▶ _YOUR TASK_:
Quote exactly and only this range of lines in the data below: the line that holds "quote kinds is" to the line that holds "node's parent element", both included.

▶ _SOURCE MATERIAL_:
//! Locator abstraction for element selection.
//!
//! A [`LogicalElement`] names a UI role and carries an ordered list of
//! candidate selectors. The live web client renders several markup variants
//! for the same control, so candidates are tried in priority order and the
//! first one with a live match wins.
//!
//! # Design Philosophy
//!
//! - **Strict Selection**: `Unique` elements only resolve to exactly one node
//! - **Fallback Chains**: markup variants are alternate candidates, not `or` soup
//! - **Structured Paths**: parent/child hops are data, so every driver can
//!   interpret them

use std::fmt;

use serde::{Deserialize, Serialize};
use tracing::debug;

use crate::driver::{NodeState, PageDriver};
use crate::result::RegflowResult;

/// Selector type for locating elements
#[derive(Debug, Clone, PartialEq, Eq, Hash, Serialize, Deserialize)]
#[serde(rename_all = "snake_case")]
pub enum Selector {
    /// XPath expression
    XPath(String),
    /// CSS selector
    Css(String),
}

impl Selector {
    /// Create an XPath selector
    #[must_use]
    pub fn xpath(expr: impl Into<String>) -> Self {
        Self::XPath(expr.into())
    }

    /// Create a CSS selector
    #[must_use]
    pub fn css(selector: impl Into<String>) -> Self {
        Self::Css(selector.into())
    }

    /// Raw expression text
    #[must_use]
    pub fn expression(&self) -> &str {
        match self {
            Self::XPath(s) | Self::Css(s) => s,
        }
    }
}

impl fmt::Display for Selector {
    fn fmt(&self, f: &mut fmt::Formatter<'_>) -> fmt::Result {
        match self {
            Self::XPath(s) => write!(f, "xpath={s}"),
            Self::Css(s) => write!(f, "css={s}"),
        }
    }
}

/// Quote text as an XPath string literal.
///
/// XPath 1.0 has no escape sequences, so text containing both quote kinds is
/// split and joined with `concat()`.
#[must_use]
pub fn xpath_literal(text: &str) -> String {
    if !text.contains('\'') {
        return format!("'{text}'");
    }
    if !text.contains('"') {
        return format!("\"{text}\"");
    }
    let parts: Vec<String> = text
        .split('\'')
        .map(|part| format!("'{part}'"))
        .collect();
    format!("concat({})", parts.join(", \"'\", "))
}

/// One hop relative to a resolved node
#[derive(Debug, Clone, PartialEq, Eq, Hash)]
pub enum PathStep {
    /// The node's parent element
    Parent,
    /// First descendant matching the selector, evaluated with the node as context
    Child(Selector),
}

/// Address of a live node: the n-th match of a root selector plus relative hops
#[derive(Debug, Clone, PartialEq, Eq, Hash)]
pub struct NodePath {
    /// Root selector, evaluated against the document
    pub root: Selector,
    /// Index among the root selector's matches
    pub index: usize,
    /// Hops applied after the root
    pub steps: Vec<PathStep>,
}

impl NodePath {
    /// Path to the first match of a selector
    #[must_use]
    pub fn new(root: Selector) -> Self {
        Self::nth(root, 0)
    }

    /// Path to the n-th match of a selector
    #[must_use]
    pub fn nth(root: Selector, index: usize) -> Self {
        Self {
            root,
            index,
            steps: Vec::new(),
        }
    }

    /// The parent of this node
    #[must_use]
    pub fn parent(&self) -> Self {
        self.with_step(PathStep::Parent)
    }

    /// First descendant matching `selector`
    #[must_use]
    pub fn child(&self, selector: Selector) -> Self {
        self.with_step(PathStep::Child(selector))
    }

    fn with_step(&self, step: PathStep) -> Self {
        let mut path = self.clone();
        path.steps.push(step);
        path
    }
}

impl fmt::Display for NodePath {
    fn fmt(&self, f: &mut fmt::Formatter<'_>) -> fmt::Result {
        write!(f, "{}[{}]", self.root, self.index)?;
        for step in &self.steps {
            match step {
                PathStep::Parent => write!(f, "/..")?,
                PathStep::Child(sel) => write!(f, " >> {sel}")?,
            }
        }
        Ok(())
    }
}

/// How many live matches a candidate may have
#[derive(Debug, Clone, Copy, PartialEq, Eq, Default)]
pub enum MatchMode {
    /// Exactly one live node
    #[default]
    Unique,
    /// At least one; the first in document order is used
    First,
}

/// A named UI target independent of its concrete markup
#[derive(Debug, Clone, PartialEq, Eq)]
pub struct LogicalElement {
    role: String,
    candidates: Vec<Selector>,
    mode: MatchMode,
}

impl LogicalElement {
    /// Create an element with a single candidate
    #[must_use]
    pub fn new(role: impl Into<String>, selector: Selector) -> Self {
        Self {
            role: role.into(),
            candidates: vec![selector],
            mode: MatchMode::Unique,
        }
    }

    /// Add a lower-priority candidate
    #[must_use]
    pub fn or(mut self, selector: Selector) -> Self {
        self.candidates.push(selector);
        self
    }

    /// Accept several matches and use the first
    #[must_use]
    pub const fn first_match(mut self) -> Self {
        self.mode = MatchMode::First;
        self
    }

    /// Role label
    #[must_use]
    pub fn role(&self) -> &str {
        &self.role
    }

    /// Candidates in priority order
    #[must_use]
    pub fn candidates(&self) -> &[Selector] {
        &self.candidates
    }

    /// Match mode
    #[must_use]
    pub const fn mode(&self) -> MatchMode {
        self.mode
    }
}

/// A logical element bound to one live node
#[derive(Debug, Clone, PartialEq, Eq)]
pub struct Resolved {
    /// Role of the logical element
    pub role: String,
    /// Address of the node
    pub path: NodePath,
    /// Index of the candidate that matched
    pub candidate: usize,
    /// State observed when the node was resolved
    pub state: NodeState,
}

/// Try each candidate once, in priority order.
///
/// Returns `None` when no candidate currently has an acceptable match. A
/// `Unique` candidate with several matches is skipped, not truncated.
pub async fn resolve_once(
    driver: &dyn PageDriver,
    element: &LogicalElement,
) -> RegflowResult<Option<Resolved>> {
    for (candidate, selector) in element.candidates.iter().enumerate() {
        let matches = driver.count(selector).await?;
        let acceptable = match element.mode {
            MatchMode::Unique => matches == 1,
            MatchMode::First => matches >= 1,
        };
        if !acceptable {
            if matches > 1 {
                debug!(role = %element.role, %selector, matches, "ambiguous candidate skipped");
            }
            continue;
        }
        let path = NodePath::new(selector.clone());
        if let Some(state) = driver.probe(&path).await? {
            return Ok(Some(Resolved {
                role: element.role.clone(),
                path,
                candidate,
                state,
            }));
        }
    }
    Ok(None)
}

#[cfg(test)]
#[allow(clippy::unwrap_used, clippy::expect_used)]
mod tests {
    use super::*;
    use crate::mock::{MockDom, MockDriver};

    mod xpath_literal_tests {
        use super::*;

        #[test]
        fn test_plain_text() {
            assert_eq!(xpath_literal("Русский "), "'Русский '");
        }

        #[test]
        fn test_single_quote() {
            assert_eq!(xpath_literal("it's"), "\"it's\"");
        }

        #[test]
        fn test_both_quotes() {
            assert_eq!(
                xpath_literal(r#"say "it's""#),
                r#"concat('say "it', "'", 's"')"#
            );
        }
    }

    mod node_path_tests {
        use super::*;

        #[test]
        fn test_parent_and_child_display() {
            let path = NodePath::new(Selector::xpath("//span"))
                .parent()
                .child(Selector::xpath("./div"));
            assert_eq!(path.to_string(), "xpath=//span[0]/.. >> xpath=./div");
        }

        #[test]
        fn test_steps_do_not_mutate_original() {
            let path = NodePath::new(Selector::css("button"));
            let parent = path.parent();
            assert!(path.steps.is_empty());
            assert_eq!(parent.steps, vec![PathStep::Parent]);
        }
    }

    mod resolve_tests {
        use super::*;

        #[tokio::test]
        async fn test_first_candidate_wins() {
            let mut dom = MockDom::new();
            dom.node("input").matches(Selector::xpath("//a")).insert();
            dom.node("div").matches(Selector::xpath("//b")).insert();
            let driver = MockDriver::new(dom);

            let element = LogicalElement::new("field", Selector::xpath("//a"))
                .or(Selector::xpath("//b"));
            let resolved = resolve_once(&driver, &element).await.unwrap().unwrap();
            assert_eq!(resolved.candidate, 0);
            assert_eq!(resolved.state.tag, "input");
        }

        #[tokio::test]
        async fn test_falls_back_to_second_variant() {
            let mut dom = MockDom::new();
            dom.node("div").matches(Selector::xpath("//b")).insert();
            let driver = MockDriver::new(dom);

            let element = LogicalElement::new("field", Selector::xpath("//a"))
                .or(Selector::xpath("//b"));
            let resolved = resolve_once(&driver, &element).await.unwrap().unwrap();
            assert_eq!(resolved.candidate, 1);
            assert_eq!(resolved.path, NodePath::new(Selector::xpath("//b")));
        }

        #[tokio::test]
        async fn test_unique_rejects_ambiguous_match() {
            let mut dom = MockDom::new();
            dom.node("div").matches(Selector::xpath("//row")).insert();
            dom.node("div").matches(Selector::xpath("//row")).insert();
            let driver = MockDriver::new(dom);

            let strict = LogicalElement::new("row", Selector::xpath("//row"));
            assert!(resolve_once(&driver, &strict).await.unwrap().is_none());

            let first = strict.first_match();
            let resolved = resolve_once(&driver, &first).await.unwrap().unwrap();
            assert_eq!(resolved.path.index, 0);
        }

        #[tokio::test]
        async fn test_nothing_matches() {
            let driver = MockDriver::new(MockDom::new());
            let element = LogicalElement::new("ghost", Selector::css(".ghost"));
            assert!(resolve_once(&driver, &element).await.unwrap().is_none());
        }
    }
}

▶ _SOLUTION TO THIS TASK_:
/// XPath 1.0 has no escape sequences, so text containing both quote kinds is
/// split and joined with `concat()`.
#[must_use]
pub fn xpath_literal(text: &str) -> String {
    if !text.contains('\'') {
        return format!("'{text}'");
    }
    if !text.contains('"') {
        return format!("\"{text}\"");
    }
    let parts: Vec<String> = text
        .split('\'')
        .map(|part| format!("'{part}'"))
        .collect();
    format!("concat({})", parts.join(", \"'\", "))
}

/// One hop relative to a resolved node
#[derive(Debug, Clone, PartialEq, Eq, Hash)]
pub enum PathStep {
    /// The node's parent element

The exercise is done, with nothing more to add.